Inequality is a multi-headed dragon, which assumes different aspects and shapes, often difficult to detect and therefore to cope with.

A1. Gender inequality: the mother of all inequalities

First of all, gender inequality. It is the most widespread form of inequality, systematically present everywhere in society. It can be considered as the mother of all inequalities, if only because it affects more than half of the World population. One could think that in the fields of clinical microbiology and infectious diseases, gender inequality is less diffused or sharp than elsewhere since women are, in these two specialties, often the majority, if not the large majority, of the staff.

This is not true!

The Survey promoted by the ESCMID Parity Commission in 2011 provides a detailed account of the gender inequality patterns present in the CM/ID sector in Europe. These patterns have tangible effects on the career of women (see Box 1) and produce serious consequences on the possibility of women to combine professional and personal life (see Box 2). Considering only academic positions, also in the CM/ID sector the different trajectories of women's and men's scientific careers are well represented by the
scissors diagram , showing how much women are disadvantaged in reaching middle and top positions. It is not surprising that, among CM/ID professionals, as many as 29.2% of women interviewees reported different kinds of discriminatory events on the ground of gender in their professional environment.


Box 1

Did you know that, in the CM/ID sector...

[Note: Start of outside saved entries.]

use std::cell::RefCell;
use tracing::trace;
use varcalc_engine::{Value, VariableSource};

use super::VariableEngine;
use crate::error::{Result, VariableError};
use crate::variable::Variable;

/// Ids being evaluated by one top-level read, outermost first.
type EvaluationStack = RefCell<Vec<String>>;

/// Marks a variable as being evaluated for as long as it lives.
struct EvaluationGuard<'a> {
    stack: &'a EvaluationStack,
    id: String,
}

impl<'a> EvaluationGuard<'a> {
    /// Push `variable` onto the evaluation stack, or fail if it is already
    /// there. `names` resolves the ids on the stack for the error path.
    fn acquire(
        stack: &'a EvaluationStack,
        variable: &Variable,
        names: impl Fn(&str) -> String,
    ) -> Result<Self> {
        let mut ids = stack.borrow_mut();
        if let Some(pos) = ids.iter().position(|id| *id == variable.id) {
            let mut path: Vec<String> = ids[pos..].iter().map(|id| names(id.as_str())).collect();
            path.push(variable.name.clone());
            return Err(VariableError::CircularDependency { path });
        }
        ids.push(variable.id.clone());
        Ok(EvaluationGuard {
            stack,
            id: variable.id.clone(),
        })
    }
}

impl Drop for EvaluationGuard<'_> {
    fn drop(&mut self) {
        let mut ids = self.stack.borrow_mut();
        if let Some(pos) = ids.iter().rposition(|id| *id == self.id) {
            ids.remove(pos);
        }
    }
}

/// Resolves formula identifiers to variable values by reading back through
/// the engine on the same evaluation stack. The first failure is kept so it
/// can be reported in place of the evaluator's less specific message.
struct EngineLookup<'a> {
    engine: &'a VariableEngine,
    stack: &'a EvaluationStack,
    failure: RefCell<Option<VariableError>>,
}

impl VariableSource for EngineLookup<'_> {
    fn lookup(&self, name: &str) -> Option<Value> {
        let id = self.engine.names.get(name)?;
        if self.failure.borrow().is_some() {
            return None;
        }
        match self.engine.read_variable(id, self.stack) {
            Ok(value) => Some(value),
            Err(err) => {
                *self.failure.borrow_mut() = Some(err);
                None
            }
        }
    }
}

impl VariableEngine {
    /// Current value of the variable `id`.
    ///
    /// Source variables return their stored value (`null` if none). Derived
    /// variables return their cached value, or evaluate their formula,
    /// reading referenced variables recursively, and cache the result.
    /// Re-entering a variable that is already being evaluated by the same
    /// read fails with [`VariableError::CircularDependency`]. Concurrent
    /// reads from other threads never see each other's evaluations.
    pub fn get_variable(&self, id: &str) -> Result<Value> {
        self.read_variable(id, &EvaluationStack::default())
    }

    fn read_variable(&self, id: &str, stack: &EvaluationStack) -> Result<Value> {
        let variable = self
            .variables
            .get(id)
            .ok_or_else(|| VariableError::UnknownVariable(id.to_string()))?;

        if let Some(value) = self.values.get(id) {
            return Ok(value.clone());
        }
        let Some(formula) = variable.formula.as_deref() else {
            return Ok(Value::Null);
        };

        let _guard = EvaluationGuard::acquire(stack, variable, |id| {
            self.variables
                .get(id)
                .map_or_else(|| id.to_string(), |v| v.name.clone())
        })?;

        let lookup = EngineLookup {
            engine: self,
            stack,
            failure: RefCell::new(None),
        };
        let result = self.evaluator.evaluate_with(formula, &lookup);
        if let Some(err) = lookup.failure.into_inner() {
            return Err(err);
        }
        if let Some(message) = result.error {
            return Err(VariableError::Evaluation {
                name: variable.name.clone(),
                message,
            });
        }

        trace!(variable = %variable.name, value = %result.value, "evaluated derived variable");
        self.values.insert(id.to_string(), result.value.clone());
        Ok(result.value)
    }

    /// Like [`get_variable`](Self::get_variable), addressed by name.
    pub fn get_variable_by_name(&self, name: &str) -> Result<Value> {
        let id = self
            .names
            .get(name)
            .ok_or_else(|| VariableError::UnknownVariable(name.to_string()))?;
        self.get_variable(id)
    }
}
//! Function descriptors and the name → function table.
//!
//! Conventions:
//! - Formula-facing names are stored ALL CAPS; lookups are case-insensitive.
//! - Re-registering a name replaces the previous descriptor.

use crate::engine::RandomSource;
use crate::error::{FormulaError, Result};
use crate::value::Value;
use serde::{Deserialize, Serialize};
use std::collections::HashMap;
use std::fmt;
use std::sync::Arc;

/// Maximum nesting of function calls within a single evaluation.
pub const MAX_CALL_DEPTH: usize = 128;

#[derive(Clone, Copy, Debug, PartialEq, Eq, Hash, Serialize, Deserialize)]
#[serde(rename_all = "lowercase")]
pub enum FunctionCategory {
    Math,
    Array,
    Logical,
    Text,
    Date,
    Statistical,
    Custom,
}

/// Semantic type of a parameter or return value (documentation only).
#[derive(Clone, Copy, Debug, PartialEq, Eq, Serialize, Deserialize)]
#[serde(rename_all = "lowercase")]
pub enum ParamType {
    Any,
    Number,
    String,
    Boolean,
    Array,
    Date,
}

#[derive(Clone, Debug, PartialEq, Serialize, Deserialize)]
pub struct FunctionParameter {
    pub name: String,
    pub kind: ParamType,
    pub optional: bool,
    pub default: Option<Value>,
}

pub type FunctionImpl = Arc<dyn Fn(&[Value], &CallContext<'_>) -> Result<Value> + Send + Sync>;

/// A callable formula function and its metadata.
#[derive(Clone)]
pub struct FormulaFunction {
    pub name: String,
    pub category: FunctionCategory,
    pub description: String,
    pub parameters: Vec<FunctionParameter>,
    pub returns: ParamType,
    pub implementation: FunctionImpl,
}

impl FormulaFunction {
    pub fn new<F>(
        name: impl Into<String>,
        category: FunctionCategory,
        description: impl Into<String>,
        implementation: F,
    ) -> Self
    where
        F: Fn(&[Value], &CallContext<'_>) -> Result<Value> + Send + Sync + 'static,
    {
        FormulaFunction {
            name: name.into().to_ascii_uppercase(),
            category,
            description: description.into(),
            parameters: Vec::new(),
            returns: ParamType::Any,
            implementation: Arc::new(implementation),
        }
    }

    pub fn param(mut self, name: &str, kind: ParamType) -> Self {
        self.parameters.push(FunctionParameter {
            name: name.to_string(),
            kind,
            optional: false,
            default: None,
        });
        self
    }

    pub fn optional_param(mut self, name: &str, kind: ParamType, default: Option<Value>) -> Self {
        self.parameters.push(FunctionParameter {
            name: name.to_string(),
            kind,
            optional: true,
            default,
        });
        self
    }

    pub fn returns(mut self, kind: ParamType) -> Self {
        self.returns = kind;
        self
    }

    pub fn invoke(&self, args: &[Value], ctx: &CallContext<'_>) -> Result<Value> {
        (self.implementation)(args, ctx)
    }
}

impl fmt::Debug for FormulaFunction {
    fn fmt(&self, f: &mut fmt::Formatter<'_>) -> fmt::Result {
        f.debug_struct("FormulaFunction")
            .field("name", &self.name)
            .field("category", &self.category)
            .field("parameters", &self.parameters)
            .field("returns", &self.returns)
            .finish_non_exhaustive()
    }
}

/// Name → function table consulted during evaluation.
#[derive(Clone, Debug, Default)]
pub struct FunctionRegistry {
    functions: HashMap<String, FormulaFunction>,
}

impl FunctionRegistry {
    /// An empty registry.
    pub fn new() -> Self {
        Self::default()
    }

    /// A registry pre-populated with every built-in function.
    pub fn with_builtins() -> Self {
        let mut registry = Self::new();
        crate::builtins::register_builtins(&mut registry);
        registry
    }

    pub fn register(&mut self, function: FormulaFunction) {
        self.functions.insert(function.name.clone(), function);
    }

    pub fn unregister(&mut self, name: &str) -> Option<FormulaFunction> {
        self.functions.remove(&name.to_ascii_uppercase())
    }

    pub fn get(&self, name: &str) -> Option<&FormulaFunction> {
        self.functions.get(&name.to_ascii_uppercase())
    }

    pub fn contains(&self, name: &str) -> bool {
        self.get(name).is_some()
    }

    /// All functions, sorted by name.
    pub fn functions(&self) -> Vec<&FormulaFunction> {
        let mut all: Vec<_> = self.functions.values().collect();
        all.sort_by(|a, b| a.name.cmp(&b.name));
        all
    }

    pub fn by_category(&self, category: FunctionCategory) -> Vec<&FormulaFunction> {
        self.functions()
            .into_iter()
            .filter(|f| f.category == category)
            .collect()
    }

    pub fn len(&self) -> usize {
        self.functions.len()
    }

    pub fn is_empty(&self) -> bool {
        self.functions.is_empty()
    }
}

/// What a function implementation can see of the evaluation it runs in.
#[derive(Clone, Copy)]
pub struct CallContext<'a> {
    pub registry: &'a FunctionRegistry,
    /// Injected "now" in milliseconds since the Unix epoch.
    pub current_time: Option<f64>,
    pub(crate) random: &'a RandomSource,
    pub(crate) depth: usize,
}

impl<'a> CallContext<'a> {
    pub fn new(
        registry: &'a FunctionRegistry,
        current_time: Option<f64>,
        random: &'a RandomSource,
    ) -> Self {
        CallContext {
            registry,
            current_time,
            random,
            depth: 0,
        }
    }

    /// Current time in milliseconds: the injected time if any, else the wall clock.
    pub fn now(&self) -> f64 {
        self.current_time
            .unwrap_or_else(|| chrono::Utc::now().timestamp_millis() as f64)
    }

    /// Next draw in `[0, 1)`.
    pub fn random(&self) -> f64 {
        self.random.next()
    }

    /// Look up `name` and invoke it with `args` one call level deeper.
    pub fn call(&self, name: &str, args: &[Value]) -> Result<Value> {
        if self.depth >= MAX_CALL_DEPTH {
            return Err(FormulaError::CallDepthExceeded(MAX_CALL_DEPTH));
        }
        let function = self
            .registry
            .get(name)
            .ok_or_else(|| FormulaError::UnknownFunction(name.to_string()))?;
        let nested = CallContext {
            depth: self.depth + 1,
            ..*self
        };
        function.invoke(args, &nested).map_err(|err| match err {
            FormulaError::Runtime(message) => FormulaError::Function {
                name: function.name.clone(),
                message,
            },
            other => other,
        })
    }
}

#[cfg(test)]
mod tests {
    use super::*;

    fn answer() -> FormulaFunction {
        FormulaFunction::new("answer", FunctionCategory::Math, "The answer", |_, _| {
            Ok(Value::from(42))
        })
    }

    #[test]
    fn test_names_are_uppercased_and_lookup_is_case_insensitive() {
        let mut registry = FunctionRegistry::new();
        registry.register(answer());
        assert!(registry.contains("ANSWER"));
        assert!(registry.contains("Answer"));
        assert_eq!(registry.get("answer").unwrap().name, "ANSWER");
    }

    #[test]
    fn test_reregistering_overwrites() {
        let mut registry = FunctionRegistry::new();
        registry.register(answer());
        registry.register(FormulaFunction::new(
            "ANSWER",
            FunctionCategory::Custom,
            "",
            |_, _| Ok(Value::from(7)),
        ));
        assert_eq!(registry.len(), 1);
        assert_eq!(registry.get("ANSWER").unwrap().category, FunctionCategory::Custom);
    }

    #[test]
    fn test_call_wraps_runtime_errors_with_function_name() {
        let mut registry = FunctionRegistry::new();
        registry.register(FormulaFunction::new(
            "FAIL",
            FunctionCategory::Math,
            "",
            |_, _| Err(FormulaError::runtime("boom")),
        ));
        let random = RandomSource::new(None);
        let ctx = CallContext::new(&registry, None, &random);
        let err = ctx.call("fail", &[]).unwrap_err();
        assert_eq!(err.to_string(), "Error in function FAIL: boom");
    }

    #[test]
    fn test_call_unknown_function() {
        let registry = FunctionRegistry::new();
        let random = RandomSource::new(None);
        let ctx = CallContext::new(&registry, None, &random);
        assert_eq!(
            ctx.call("NOPE", &[]).unwrap_err(),
            FormulaError::UnknownFunction("NOPE".to_string())
        );
    }

    #[test]
    fn test_now_prefers_injected_time() {
        let registry = FunctionRegistry::new();
        let random = RandomSource::new(None);
        let ctx = CallContext::new(&registry, Some(1_000.0), &random);
        assert_eq!(ctx.now(), 1_000.0);
    }
}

It is more difficult for women to access leadership positions: 

  • Less women than men are heads of divisions in the CM/ID specialties (37.1% vs. 62.9%), even though the imbalance is much higher in ID, where only 29.2% of women are division heads, as compared to 42.7% in CM
  • Women are remarkably less than men both as associate professors (35% vs. 65%) and in full professor positions (36.3% vs. 63.7%), even though more women than men are assistant professors (52.7% vs. 47.3%) 
  • The presence of women in committees and boards is systematically lower than men's for a percentage varying from 20 to 30 points.

It is more difficult for them to start an academic career: 

  • Less women than man (45.3% vs. 56.7%) pursue it.

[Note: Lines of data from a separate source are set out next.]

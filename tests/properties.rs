//! Property checks for evaluation and invalidation.

use proptest::prelude::*;
use varcalc::{EvaluationContext, FormulaEvaluator, Value, Variable, VariableEngine, VariableType};

fn chain(len: usize) -> VariableEngine {
    let mut engine = VariableEngine::new();
    engine
        .register_variable(Variable::source("v0", VariableType::Number, 0))
        .unwrap();
    for i in 1..len {
        let formula = format!("v{} + 1", i - 1);
        engine
            .register_variable(Variable::derived(&format!("v{i}"), VariableType::Number, &formula))
            .unwrap();
    }
    engine
}

proptest! {
    #[test]
    fn derived_chain_tracks_every_write(writes in prop::collection::vec(-1_000i32..1_000, 1..8)) {
        let mut engine = chain(6);
        for base in writes {
            engine.set_variable("v0", base).unwrap();
            prop_assert_eq!(engine.get_variable("v5").unwrap(), Value::from(base + 5));
        }
    }

    #[test]
    fn substituted_integers_evaluate_like_native_arithmetic(
        a in -10_000i64..10_000,
        b in -10_000i64..10_000
    ) {
        let evaluator = FormulaEvaluator::with_context(
            EvaluationContext::new().with_variable("a", a).with_variable("b", b),
        );
        prop_assert_eq!(evaluator.evaluate("a - b * 2").value, Value::from(a - b * 2));
        prop_assert_eq!(
            evaluator.evaluate("ABS(a) + ABS(b)").value,
            Value::from(a.abs() + b.abs())
        );
    }

    #[test]
    fn strings_survive_substitution(text in "[a-zA-Z0-9 ,()\"'\\\\]{0,24}") {
        let evaluator = FormulaEvaluator::with_context(
            EvaluationContext::new().with_variable("s", text.as_str()),
        );
        prop_assert_eq!(evaluator.evaluate("CONCAT(s)").value, Value::from(text.clone()));
        prop_assert_eq!(evaluator.evaluate("s").value, Value::from(text));
    }
}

It is more difficult for them to get research funds: 

  • While the percentage of women and men getting European research funds is similar (around 3%), those related to national research funds are remarkably different (16.7% vs. 26.2%).

It is more difficult for women to publish scientific works:

  • The percentage of female microbiologists who published more than 50 works in peer-reviewed journals is systematically lower than that of their male colleagues (14.6% vs. 28.8%); the same trends is observed in the case of infectious diseases professionals (12.6% vs. 26.8%).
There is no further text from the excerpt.